Around this time, Gresham had also started checking on the military order to “recon riot site Memphis prior to King, Martin L. arrival,” that Pepper reproduced prominently in his book. It purported to be a “secret/crypto” order from Special Operations to the 20th SFG, Alpha 184 team.17 If authentic, the order would prove the existence of the military units about which Pepper was writing, and that they were involved in a covert operation against King. At a party, Gresham ran into an old acquaintance, Daniel Ellsberg, the man responsible for releasing the Pentagon Papers to The New York Times in the 1970s. When Ellsberg had worked as the special assistant to the assistant secretary of defense, “one of my jobs was to winnow through cables and see which ones he should see. I saw everything from Vietnam. There were usually two piles, almost six feet tall, and this was a daily intake. It is hard to overestimate how many cables I have read.”18
Ellsberg had previously seen the order and told Gresham that “at first glance, it looks real,” but after inspecting it closer he had noticed problems that indicated it was “a deliberately constructed fraud.”19 The most disturbing error was that the date was wrong, indicating that the cable was sent on April 30, twenty-six days after King had been killed. “It might have been a typo,” says Ellsberg, “but it would have been very unusual. It is so critical to get the date and time group right in the military. It is a very serious question about the document. In the tens of thousands I have seen, I have seen typos, but never a date-time group error, since the cables are filed by that. If that were a typo, there would certainly be a follow-up correcting it. On its own, it indicates the cable is almost surely a fake.”20
Other problems included a zero at the front of the date line. “I have never seen anything like that,” remarks Ellsberg. The name of the originating unit for the cable is listed as “Lantcomn.” “That is actually Atlantic Command,” says Ellsberg, “and would have no second n in it.” Also, the cable showed that it came from “Cincspecops” (Central Command for Special Operations) but Special Operations was not even in existence in 1968.*21
In February 1997, Pepper appeared on Montel Williams and repeated the charges about a covert military team at the center of the King assassination. Again, Yarborough wanted to sue, but Gresham counseled patience. He had dealt with the media when he worked as Yarborough’s aide. “What do we do?” Yarborough asked him. “Nothing,” replied Gresham. “The Montel show is a secondary media market. We just ignore it.”22
Pepper next appeared on Court TV with celebrity lawyer Johnnie Cochran and Dexter King. Then he reappeared on Montel Williams in March. “Pepper went the whole nine yards,” recalls Gresham. “He had gotten the King family involved, and Dexter was there saying what a great book it was, and how powerful the facts were. This made me feel very uncomfortable. Everybody wanted to do something, and I had to restrain them.”23
But instead of merely fading away, as Gresham had hoped, Pepper began to get more publicity because he now had Dexter King in tow. On CNN’s Larry King Live, Dexter again endorsed the book, saying it was the source for the new information that had been uncovered. “When it went on Larry King, I knew it was a different ball game,” recalls Gresham. Returning to his Florida home, he had a message from Yarborough that a producer from ABC, Courtney Bullock, had telephoned. When Gresham returned the call, Bullock said she was a producer with the newsmagazine Turning Point and they had completed 70 percent of a show on the King assassination and Pepper’s new charges. “We can help you with lots of information,” Gresham assured her. But he was afraid that he did not know enough about the 20th Special Forces Group to go on television and defend them—he needed extra time for more research. “We won’t do the interviews yet,” he told Bullock, “but we’ll work with you and then see where we are at in a few weeks.” She agreed.

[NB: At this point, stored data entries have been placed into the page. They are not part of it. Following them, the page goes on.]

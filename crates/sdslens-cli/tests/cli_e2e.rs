use std::fs;
use std::path::{Path, PathBuf};
use std::process::{Command, Output};

fn sdslens_bin() -> PathBuf {
    PathBuf::from(env!("CARGO_BIN_EXE_sdslens"))
}

fn run(args: &[&str]) -> Output {
    Command::new(sdslens_bin())
        .args(args)
        .output()
        .expect("run sdslens")
}

fn write(dir: &Path, name: &str, text: &str) -> PathBuf {
    let path = dir.join(name);
    fs::write(&path, text).expect("write fixture");
    path
}

const DESCRIPTION: &str = r#"
@prefix sds: <https://w3id.org/sds#>.
@prefix ex: <http://example.org/>.

ex:m1 ex:title "Member one".

sds:DataDescription {
    ex:rec sds:payload ex:m1; sds:stream ex:stream; sds:bucket ex:b1.
    ex:b1 a sds:Bucket; sds:stream ex:stream.
    ex:b9 a sds:Bucket.
    ex:origin sds:relation ex:r1; sds:stream ex:stream.
    ex:r1 a sds:Relation; sds:relationType "CHILD"; sds:relationBucket ex:b2.
}

sds:RemoveDataDescription {
    ex:origin sds:relation ex:r0; sds:stream ex:stream.
    ex:r0 a sds:Relation; sds:relationType "CHILD"; sds:relationBucket ex:b0.
}
"#;

#[test]
fn extract_prints_a_json_report() {
    let dir = tempfile::tempdir().unwrap();
    let input = write(dir.path(), "batch.trig", DESCRIPTION);

    let out = run(&["extract", input.to_str().unwrap()]);
    assert!(out.status.success(), "{}", String::from_utf8_lossy(&out.stderr));

    let report: serde_json::Value = serde_json::from_slice(&out.stdout).unwrap();
    assert_eq!(report["records"][0]["payload"], "http://example.org/m1");
    assert_eq!(report["buckets"].as_array().unwrap().len(), 1);
    assert_eq!(report["relations"][0]["bucket"], "http://example.org/b2");
    assert_eq!(report["remove_relations"][0]["bucket"], "http://example.org/b0");
    assert_eq!(report["data_quads"], 1);
    assert_eq!(report["skipped"][0]["subject"], "<http://example.org/b9>");
}

#[test]
fn extract_only_data_with_explicit_format() {
    let dir = tempfile::tempdir().unwrap();
    let input = write(dir.path(), "batch.txt", DESCRIPTION);

    let out = run(&[
        "extract",
        "--format",
        "trig",
        "--only",
        "data",
        input.to_str().unwrap(),
    ]);
    assert!(out.status.success(), "{}", String::from_utf8_lossy(&out.stderr));

    let report: serde_json::Value = serde_json::from_slice(&out.stdout).unwrap();
    assert!(report.get("records").is_none());
    assert_eq!(report["data"].as_array().unwrap().len(), 1);
}

#[test]
fn extract_uses_vocabulary_overrides() {
    let dir = tempfile::tempdir().unwrap();
    let input = write(
        dir.path(),
        "batch.nq",
        "<http://example.org/b1> <http://www.w3.org/1999/02/22-rdf-syntax-ns#type> \
         <http://example.org/Fragment> <http://example.org/add> .\n\
         <http://example.org/b1> <https://w3id.org/sds#stream> \"s\" <http://example.org/add> .\n",
    );
    let vocab = write(
        dir.path(),
        "vocab.json",
        r#"{"addition_graph": "http://example.org/add", "bucket_type": "http://example.org/Fragment"}"#,
    );

    let out = run(&[
        "extract",
        "--vocab",
        vocab.to_str().unwrap(),
        "--only",
        "buckets",
        input.to_str().unwrap(),
    ]);
    assert!(out.status.success(), "{}", String::from_utf8_lossy(&out.stderr));

    let report: serde_json::Value = serde_json::from_slice(&out.stdout).unwrap();
    assert_eq!(report["buckets"][0]["streamId"], "s");
}

#[test]
fn extract_fails_on_unknown_extension() {
    let dir = tempfile::tempdir().unwrap();
    let input = write(dir.path(), "batch.csv", "a,b,c\n");

    let out = run(&["extract", input.to_str().unwrap()]);
    assert!(!out.status.success());
}

#[test]
fn shapes_lists_the_built_in_document() {
    let out = run(&["shapes"]);
    assert!(out.status.success());
    let stdout = String::from_utf8_lossy(&out.stdout);
    for name in ["Record", "Bucket", "Relation", "RdfThing"] {
        assert!(stdout.contains(name), "missing {name} in {stdout}");
    }
}

#[test]
fn shapes_rejects_a_broken_document() {
    let dir = tempfile::tempdir().unwrap();
    let doc = write(
        dir.path(),
        "broken.ttl",
        r#"
        @prefix sh: <http://www.w3.org/ns/shacl#>.
        @prefix xsd: <http://www.w3.org/2001/XMLSchema#>.
        [ ] a sh:NodeShape; sh:targetClass <http://example.org/A>;
          sh:property [ sh:name "x"; sh:path <http://example.org/x>; sh:class <http://example.org/Missing> ].
        "#,
    );

    let out = run(&["shapes", "--shapes", doc.to_str().unwrap()]);
    assert!(!out.status.success());
    assert!(String::from_utf8_lossy(&out.stderr).contains("Missing"));
}
use proptest::prelude::*;
use sdslens_model::{Quad, Term};

fn iri() -> impl Strategy<Value = String> {
    proptest::string::string_regex("http://example\\.org/[a-z]{1,8}(#[A-Za-z]{1,6})?").unwrap()
}

fn term() -> impl Strategy<Value = Term> {
    prop_oneof![
        iri().prop_map(Term::iri),
        proptest::string::string_regex("[a-z][a-z0-9]{0,6}")
            .unwrap()
            .prop_map(Term::blank),
        // Arbitrary text including quotes, backslashes and newlines.
        any::<String>().prop_map(Term::literal),
        (any::<String>(), "[a-z]{2}").prop_map(|(s, lang)| Term::lang_literal(s, lang)),
        (any::<i64>()).prop_map(Term::integer),
        any::<bool>().prop_map(Term::boolean),
    ]
}

proptest! {
    #![proptest_config(ProptestConfig::with_cases(256))]

    #[test]
    fn display_form_parses_back(t in term()) {
        let text = t.to_string();
        let parsed = Term::parse_display(&text).expect("parse display form");
        prop_assert_eq!(parsed, t);
    }
}

#[test]
fn quads_serialize_to_tagged_json() {
    let q = Quad::triple(
        Term::iri("http://example.org/s"),
        Term::iri("http://example.org/p"),
        Term::literal("o"),
    );
    let json = serde_json::to_value(&q).unwrap();
    assert_eq!(json["subject"]["kind"], "iri");
    assert_eq!(json["object"]["value"]["lexical"], "o");
    assert!(json.get("graph").is_none());

    let back: Quad = serde_json::from_value(json).unwrap();
    assert_eq!(back, q);
}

For the next three weeks, from 6:00 A.M. to midnight, Gresham, spending thousands of dollars of his own money, worked to find the holes in Pepper’s contentions.

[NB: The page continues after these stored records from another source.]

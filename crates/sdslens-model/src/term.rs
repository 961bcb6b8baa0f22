//! RDF terms.
//!
//! A [`Term`] is the atomic graph value. Literals always carry a datatype
//! (RDF 1.1): plain literals are `xsd:string`, language-tagged literals are
//! `rdf:langString`.

use crate::vocab::{rdf, xsd};
use serde::{Deserialize, Serialize};
use std::fmt;
use thiserror::Error;

// ============================================================================
// Term model
// ============================================================================

#[derive(Debug, Clone, PartialEq, Eq, Hash, PartialOrd, Ord, Serialize, Deserialize)]
#[serde(tag = "kind", content = "value", rename_all = "snake_case")]
pub enum Term {
    Iri(String),
    BlankNode(String),
    Literal(Literal),
}

#[derive(Debug, Clone, PartialEq, Eq, Hash, PartialOrd, Ord, Serialize, Deserialize)]
pub struct Literal {
    pub lexical: String,
    pub datatype: String,
    #[serde(default, skip_serializing_if = "Option::is_none")]
    pub language: Option<String>,
}

#[derive(Debug, Clone, PartialEq, Eq, Error)]
pub enum TermParseError {
    #[error("invalid literal term (missing closing quote): {0}")]
    UnterminatedLiteral(String),
    #[error("expected IRI/blank node, got literal: {0}")]
    ExpectedNode(String),
    #[error("unsupported RDF term form: {0}")]
    Unsupported(String),
}

impl Term {
    pub fn iri(iri: impl Into<String>) -> Self {
        Term::Iri(iri.into())
    }

    pub fn blank(label: impl Into<String>) -> Self {
        Term::BlankNode(label.into())
    }

    /// Plain literal (`xsd:string`).
    pub fn literal(lexical: impl Into<String>) -> Self {
        Self::typed_literal(lexical, xsd::STRING)
    }

    pub fn typed_literal(lexical: impl Into<String>, datatype: impl Into<String>) -> Self {
        Term::Literal(Literal {
            lexical: lexical.into(),
            datatype: datatype.into(),
            language: None,
        })
    }

    pub fn lang_literal(lexical: impl Into<String>, language: impl Into<String>) -> Self {
        Term::Literal(Literal {
            lexical: lexical.into(),
            datatype: rdf::LANG_STRING.to_string(),
            language: Some(language.into()),
        })
    }

    pub fn boolean(value: bool) -> Self {
        Self::typed_literal(if value { "true" } else { "false" }, xsd::BOOLEAN)
    }

    pub fn integer(value: i64) -> Self {
        Self::typed_literal(value.to_string(), xsd::INTEGER)
    }

    pub fn as_iri(&self) -> Option<&str> {
        match self {
            Term::Iri(iri) => Some(iri),
            _ => None,
        }
    }

    pub fn as_literal(&self) -> Option<&Literal> {
        match self {
            Term::Literal(lit) => Some(lit),
            _ => None,
        }
    }

    pub fn is_blank_node(&self) -> bool {
        matches!(self, Term::BlankNode(_))
    }

    pub fn is_iri(&self, iri: &str) -> bool {
        matches!(self, Term::Iri(own) if own == iri)
    }

    /// The bare textual value: IRI text, blank node label, or literal lexical form.
    pub fn value(&self) -> &str {
        match self {
            Term::Iri(iri) => iri,
            Term::BlankNode(label) => label,
            Term::Literal(lit) => &lit.lexical,
        }
    }

    /// Parse the N-Triples display form of a single term.
    ///
    /// Accepts `<iri>`, `_:label` and `"lexical"` with an optional `@lang` or
    /// `^^<datatype>` suffix.
    pub fn parse_display(text: &str) -> Result<Term, TermParseError> {
        let s = text.trim();

        if let Some(rest) = s.strip_prefix('<').and_then(|t| t.strip_suffix('>')) {
            return Ok(Term::Iri(rest.to_string()));
        }

        if let Some(rest) = s.strip_prefix("_:") {
            return Ok(Term::BlankNode(rest.to_string()));
        }

        if s.starts_with('"') {
            let mut end_quote = None;
            let mut escaped = false;
            for (i, ch) in s.char_indices().skip(1) {
                if escaped {
                    escaped = false;
                    continue;
                }
                match ch {
                    '\\' => escaped = true,
                    '"' => {
                        end_quote = Some(i);
                        break;
                    }
                    _ => {}
                }
            }
            let Some(end) = end_quote else {
                return Err(TermParseError::UnterminatedLiteral(s.to_string()));
            };

            let lexical = unescape_literal(&s[1..end]);
            let rest = s[end + 1..].trim();

            if let Some(lang) = rest.strip_prefix('@') {
                return Ok(Term::lang_literal(lexical, lang));
            }
            if let Some(dt) = rest.strip_prefix("^^") {
                let dt = dt.trim();
                let dt = dt
                    .strip_prefix('<')
                    .and_then(|t| t.strip_suffix('>'))
                    .unwrap_or(dt);
                if dt.is_empty() {
                    return Err(TermParseError::Unsupported(s.to_string()));
                }
                return Ok(Term::typed_literal(lexical, dt));
            }
            if !rest.is_empty() {
                return Err(TermParseError::Unsupported(s.to_string()));
            }
            return Ok(Term::literal(lexical));
        }

        Err(TermParseError::Unsupported(s.to_string()))
    }

    /// Like [`Term::parse_display`] but rejects literals.
    pub fn parse_node_display(text: &str) -> Result<Term, TermParseError> {
        match Self::parse_display(text)? {
            Term::Literal(_) => Err(TermParseError::ExpectedNode(text.trim().to_string())),
            node => Ok(node),
        }
    }
}

impl fmt::Display for Term {
    fn fmt(&self, f: &mut fmt::Formatter<'_>) -> fmt::Result {
        match self {
            Term::Iri(iri) => write!(f, "<{iri}>"),
            Term::BlankNode(label) => write!(f, "_:{label}"),
            Term::Literal(lit) => write!(f, "{lit}"),
        }
    }
}

impl fmt::Display for Literal {
    fn fmt(&self, f: &mut fmt::Formatter<'_>) -> fmt::Result {
        write!(f, "\"{}\"", escape_literal(&self.lexical))?;
        match &self.language {
            Some(lang) => write!(f, "@{lang}"),
            None if self.datatype == xsd::STRING => Ok(()),
            None => write!(f, "^^<{}>", self.datatype),
        }
    }
}

fn escape_literal(s: &str) -> String {
    let mut out = String::with_capacity(s.len());
    for c in s.chars() {
        match c {
            '\\' => out.push_str("\\\\"),
            '"' => out.push_str("\\\""),
            '\n' => out.push_str("\\n"),
            '\r' => out.push_str("\\r"),
            '\t' => out.push_str("\\t"),
            other => out.push(other),
        }
    }
    out
}

/// Reverse N-Triples string escapes (`ECHAR` and `UCHAR`). Malformed
/// escapes are kept as written.
fn unescape_literal(s: &str) -> String {
    let mut out = String::with_capacity(s.len());
    let mut rest = s;
    while let Some(pos) = rest.find('\\') {
        out.push_str(&rest[..pos]);
        let escape = &rest[pos + 1..];
        let (decoded, used) = match escape.chars().next() {
            Some('n') => (Some('\n'), 1),
            Some('r') => (Some('\r'), 1),
            Some('t') => (Some('\t'), 1),
            Some('b') => (Some('\u{8}'), 1),
            Some('f') => (Some('\u{c}'), 1),
            Some(c @ ('"' | '\'' | '\\')) => (Some(c), 1),
            Some('u') => (hex_char(escape.get(1..5)), 5),
            Some('U') => (hex_char(escape.get(1..9)), 9),
            _ => (None, 0),
        };
        match decoded {
            Some(c) => {
                out.push(c);
                rest = &escape[used..];
            }
            None => {
                out.push('\\');
                rest = escape;
            }
        }
    }
    out.push_str(rest);
    out
}

fn hex_char(digits: Option<&str>) -> Option<char> {
    let digits = digits.filter(|d| d.bytes().all(|b| b.is_ascii_hexdigit()))?;
    u32::from_str_radix(digits, 16).ok().and_then(char::from_u32)
}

First he called Lee Mize: “It’s not enough to know that Billy Eidson is alive. We need to find him.”
Then he located General Henry Cobb, who had been the commanding officer (then a colonel) of the 20th for thirteen years, including 1967 and 1968. “I had never heard of any of those charges before Gresham called me,” recalls Cobb. “At first I was shocked. We never went to Memphis. Never went to L.A., or Fort Shelby, or Bobby Kennedy’s house, or any of those places Pepper mentioned. We were federalized once by JFK in 1963, and never again. You couldn’t get into my unit unless I knew about it, and those guys [Warren and Murphy] just didn’t exist.”24
Cobb also knew Eidson and that he was alive, but “I had never heard of either one of those other names,” he says.25 “General, your word is fine,” Gresham told him, “but I need proof for ABC, I need rosters. I need backup for everything, General.”26
At Cobb’s suggestion, Gresham called Major General Clyde Hennies, the adjutant general of Alabama, and immediately obtained the rosters for the 20th Special Forces Group. They proved the unit was never in Mississippi, Los Angeles, Memphis, or anywhere else Pepper had placed it.*27 Gresham asked for the personnel lists for 1967 and 1968. He was interested in another contention by Pepper: Besides naming Billy Eidson as the commanding officer of the sniper unit, Pepper had also named a Lieutenant Robert Worley and a buck sergeant, J. D. Hill, as other members. Both Worley and Hill were dead, contended Pepper. Hill had been shot by his wife, although Pepper implied there might have been something more sinister behind that murder.28
“And guess what,” says Gresham. “When I got the personnel lists for April 1968, there was Colonel Henry Cobb and Major Billy Eidson, but no Robert Worley or J. D. Hill.”29
Cobb and Mize had raised another puzzling issue. Neither had even heard of a unit called the Alpha 184, the supposed moniker for the eight-man covert team that was in Memphis on April 4, 1968. Did Tompkins make it up and Pepper just repeat the mistake? Gresham pored through the history of the 20th, from its inception as a rangers unit in 1959, until he discovered that a group 184 had indeed existed, for only one year in 1960.30 It was disbanded eight years before King was killed.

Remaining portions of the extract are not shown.